Cores

No Uomé, as cores fundamentais não são definidas apenas visualmente, mas também por gestos respiratórios e padrões fonéticos que evocam experiências sensoriais associadas aos elementos naturais que lhes dão origem.

 

Cor Palavra Gesto Respiratório Origem
Branco flaha Expansão total: Duas vogais abertas exalantes. Fogo (flə̄h)
Preto ləmũ Concentração: Vogal fechada e nasal ressonante. Noite (ləmū)
Vermelho valu' Impacto: Oxítona com fechamento tenso. Sangue (vālũ)
Verde s̆alo Fluidez: Paroxítona suave e líquida. Folha (s̆alo̊)
Azul wela Amplitude: Sopro inicial e abertura média. Céu (wēla)
Amarelo tirili Ritmo: Três sílabas leves e saltitantes.
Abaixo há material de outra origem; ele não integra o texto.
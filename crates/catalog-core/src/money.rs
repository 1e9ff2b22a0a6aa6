//! # Money Module
//!
//! Provides the `Money` type for product prices.
//!
//! ## Why Integer Money?
//! ```text
//! ┌─────────────────────────────────────────────────────────────────────────┐
//! │  THE FLOATING POINT PROBLEM                                             │
//! │                                                                         │
//! │  Summing price × stock over a catalog in floating point:               │
//! │    0.1 + 0.2 = 0.30000000000000004  ❌ WRONG!                           │
//! │                                                                         │
//! │  OUR SOLUTION: Integer Cents                                            │
//! │    Prices, inventory value and totals stay exact.                      │
//! │    Only ratios (average price) leave the integer domain.               │
//! │                                                                         │
//! └─────────────────────────────────────────────────────────────────────────┘
//! ```
//!
//! Aggregates saturate at `i64::MAX` instead of wrapping.
//!
//! ## Usage
//! ```rust
//! use catalog_core::money::Money;
//!
//! let price = Money::from_cents(1099);        // $10.99
//! let stock_value = price.multiply_quantity(3); // $32.97
//! assert_eq!(stock_value.cents(), 3297);
//!
//! // Form input arrives as text
//! let parsed = Money::parse_major("10.99").unwrap();
//! assert_eq!(parsed, price);
//! ```

use serde::{Deserialize, Serialize};
use std::fmt;
use std::iter::Sum;
use std::ops::Add;
use ts_rs::TS;

// =============================================================================
// Money Type
// =============================================================================

/// A monetary value in the smallest currency unit (cents).
///
/// Serializes as a bare integer so stored collections stay compact:
/// `{"price": 1099}`.
#[derive(
    Debug, Clone, Copy, PartialEq, Eq, PartialOrd, Ord, Hash, Default, Serialize, Deserialize, TS,
)]
#[serde(transparent)]
#[ts(export)]
pub struct Money(i64);

impl Money {
    /// Creates a Money value from cents.
    ///
    /// ## Example
    /// ```rust
    /// use catalog_core::money::Money;
    ///
    /// let price = Money::from_cents(1099); // Represents $10.99
    /// assert_eq!(price.cents(), 1099);
    /// ```
    #[inline]
    pub const fn from_cents(cents: i64) -> Self {
        Money(cents)
    }

    /// Creates a Money value from whole dollars.
    #[inline]
    pub const fn from_major(major: i64) -> Self {
        Money(major * 100)
    }

    /// Parses a decimal amount typed into a form ("12", "12.5", "12.50").
    ///
    /// ## Rules
    /// - Optional leading `-`
    /// - At least one digit before the separator
    /// - At most two fractional digits
    ///
    /// Returns `None` for anything else, including `"12.999"` and `"abc"`.
    ///
    /// ## Example
    /// ```rust
    /// use catalog_core::money::Money;
    ///
    /// assert_eq!(Money::parse_major("12.5"), Some(Money::from_cents(1250)));
    /// assert_eq!(Money::parse_major(" 7 "), Some(Money::from_cents(700)));
    /// assert_eq!(Money::parse_major("1.234"), None);
    /// ```
    pub fn parse_major(input: &str) -> Option<Money> {
        let input = input.trim();
        let (negative, digits) = match input.strip_prefix('-') {
            Some(rest) => (true, rest),
            None => (false, input),
        };

        let (major, minor) = match digits.split_once('.') {
            Some((major, minor)) => (major, minor),
            None => (digits, ""),
        };

        if major.is_empty()
            || minor.len() > 2
            || !major.chars().all(|c| c.is_ascii_digit())
            || !minor.chars().all(|c| c.is_ascii_digit())
        {
            return None;
        }

        let major: i64 = major.parse().ok()?;
        let minor: i64 = match minor.len() {
            0 => 0,
            1 => minor.parse::<i64>().ok()? * 10,
            _ => minor.parse().ok()?,
        };

        let cents = major.checked_mul(100)?.checked_add(minor)?;
        Some(Money(if negative { -cents } else { cents }))
    }

    /// Returns the value in cents.
    #[inline]
    pub const fn cents(&self) -> i64 {
        self.0
    }

    /// Returns the major unit (dollars) portion.
    #[inline]
    pub const fn dollars(&self) -> i64 {
        self.0 / 100
    }

    /// Returns the minor unit portion (always 0-99).
    #[inline]
    pub const fn cents_part(&self) -> i64 {
        (self.0 % 100).abs()
    }

    /// Returns the amount in major units as a float.
    ///
    /// ## Note
    /// For statistics and display only. Never feed the result back into
    /// money arithmetic.
    #[inline]
    pub fn as_major(&self) -> f64 {
        self.0 as f64 / 100.0
    }

    /// Returns zero money value.
    #[inline]
    pub const fn zero() -> Self {
        Money(0)
    }

    /// Checks if the value is positive (greater than zero).
    #[inline]
    pub const fn is_positive(&self) -> bool {
        self.0 > 0
    }

    /// Multiplies money by a quantity (inventory value = price × stock).
    ///
    /// ## Example
    /// ```rust
    /// use catalog_core::money::Money;
    ///
    /// let unit_price = Money::from_cents(299);
    /// assert_eq!(unit_price.multiply_quantity(3).cents(), 897);
    /// assert_eq!(unit_price.multiply_quantity(i64::MAX).cents(), i64::MAX);
    /// ```
    #[inline]
    pub const fn multiply_quantity(&self, qty: i64) -> Self {
        Money(self.0.saturating_mul(qty))
    }
}

// =============================================================================
// Trait Implementations
// =============================================================================

impl fmt::Display for Money {
    fn fmt(&self, f: &mut fmt::Formatter<'_>) -> fmt::Result {
        let sign = if self.0 < 0 { "-" } else { "" };
        write!(
            f,
            "{}${}.{:02}",
            sign,
            self.dollars().abs(),
            self.cents_part()
        )
    }
}

impl Add for Money {
    type Output = Self;

    #[inline]
    fn add(self, other: Self) -> Self {
        Money(self.0.saturating_add(other.0))
    }
}

impl Sum for Money {
    fn sum<I: Iterator<Item = Money>>(iter: I) -> Self {
        iter.fold(Money::zero(), Add::add)
    }
}

// =============================================================================
// Major-Unit Serialization
// =============================================================================

/// Serde adapter writing a `Money` field as a major-unit number (`40.0`
/// instead of `4000`), for records read by the screens.
///
/// ```rust,ignore
/// #[serde(with = "crate::money::major_units")]
/// pub total_value: Money,
/// ```
pub mod major_units {
    use serde::{Deserialize, Deserializer, Serializer};

    use super::Money;

    pub fn serialize<S: Serializer>(money: &Money, serializer: S) -> Result<S::Ok, S::Error> {
        serializer.serialize_f64(money.as_major())
    }

    pub fn deserialize<'de, D: Deserializer<'de>>(deserializer: D) -> Result<Money, D::Error> {
        let major = f64::deserialize(deserializer)?;
        Ok(Money::from_cents((major * 100.0).round() as i64))
    }
}

// =============================================================================
// Unit Tests
// =============================================================================

#[cfg(test)]
mod tests {
    use super::*;

    #[test]
    fn test_from_cents() {
        let money = Money::from_cents(1099);
        assert_eq!(money.cents(), 1099);
        assert_eq!(money.dollars(), 10);
        assert_eq!(money.cents_part(), 99);
    }

    #[test]
    fn test_from_major() {
        assert_eq!(Money::from_major(20).cents(), 2000);
    }

    #[test]
    fn test_display() {
        assert_eq!(format!("{}", Money::from_cents(1099)), "$10.99");
        assert_eq!(format!("{}", Money::from_cents(500)), "$5.00");
        assert_eq!(format!("{}", Money::from_cents(-550)), "-$5.50");
        assert_eq!(format!("{}", Money::from_cents(0)), "$0.00");
    }

    #[test]
    fn test_parse_major() {
        assert_eq!(Money::parse_major("12"), Some(Money::from_cents(1200)));
        assert_eq!(Money::parse_major("12.5"), Some(Money::from_cents(1250)));
        assert_eq!(Money::parse_major("12.05"), Some(Money::from_cents(1205)));
        assert_eq!(Money::parse_major("0.99"), Some(Money::from_cents(99)));
        assert_eq!(Money::parse_major("-3.10"), Some(Money::from_cents(-310)));

        assert_eq!(Money::parse_major(""), None);
        assert_eq!(Money::parse_major("."), None);
        assert_eq!(Money::parse_major(".5"), None);
        assert_eq!(Money::parse_major("12.345"), None);
        assert_eq!(Money::parse_major("1,50"), None);
        assert_eq!(Money::parse_major("abc"), None);
        assert_eq!(Money::parse_major("99999999999999999999"), None);
    }

    #[test]
    fn test_arithmetic_and_sum() {
        let a = Money::from_cents(1000);
        let b = Money::from_cents(500);

        assert_eq!((a + b).cents(), 1500);
        assert_eq!(a.multiply_quantity(3).cents(), 3000);

        let total: Money = vec![a, b, b].into_iter().sum();
        assert_eq!(total.cents(), 2000);
    }

    #[test]
    fn test_large_values_saturate() {
        let price = Money::from_cents(100_000_000);
        let value = price.multiply_quantity(100_000_000_000_000);
        assert_eq!(value.cents(), i64::MAX);

        let total: Money = vec![value, Money::from_cents(1)].into_iter().sum();
        assert_eq!(total.cents(), i64::MAX);
    }

    #[test]
    fn test_as_major() {
        assert!((Money::from_cents(1333).as_major() - 13.33).abs() < f64::EPSILON);
    }

    #[test]
    fn test_serializes_as_integer_cents() {
        let json = serde_json::to_string(&Money::from_cents(1099)).unwrap();
        assert_eq!(json, "1099");

        let back: Money = serde_json::from_str("250").unwrap();
        assert_eq!(back.cents(), 250);
    }
}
Canário (tiliiliri')

 

Observação fonossimbólica

Cada palavra de cor reflete uma qualidade respiratória ou gestual que corresponde ao fenômeno natural associado:

  • flaha abre o corpo como a luz do fogo.

  • ləmũ recolhe a voz como a noite silenciosa.

  • valu' golpeia como o pulso do sangue.

  • s̆alo desliza como folhas no vento.

  • wela expande-se como o céu aberto.

  • tirili pulsa como o canto de um pássaro.

Esse sistema reforça a filosofia do Uomé de que som, corpo e significado formam uma unidade expressiva.

 

Cor Palavra Origem Objeto Sensação
Marrom hotō ɔhqɔtōn (Pedra) Neutro, mineral, estável.
Bege sas̆i sas̆iə̄ (Areia) Leve, granulado, volátil.
Camelo
(marrom amarelado)
tũpãse tũpə̃s̆ɛ (Tronco) Quente, orgânico, elegante.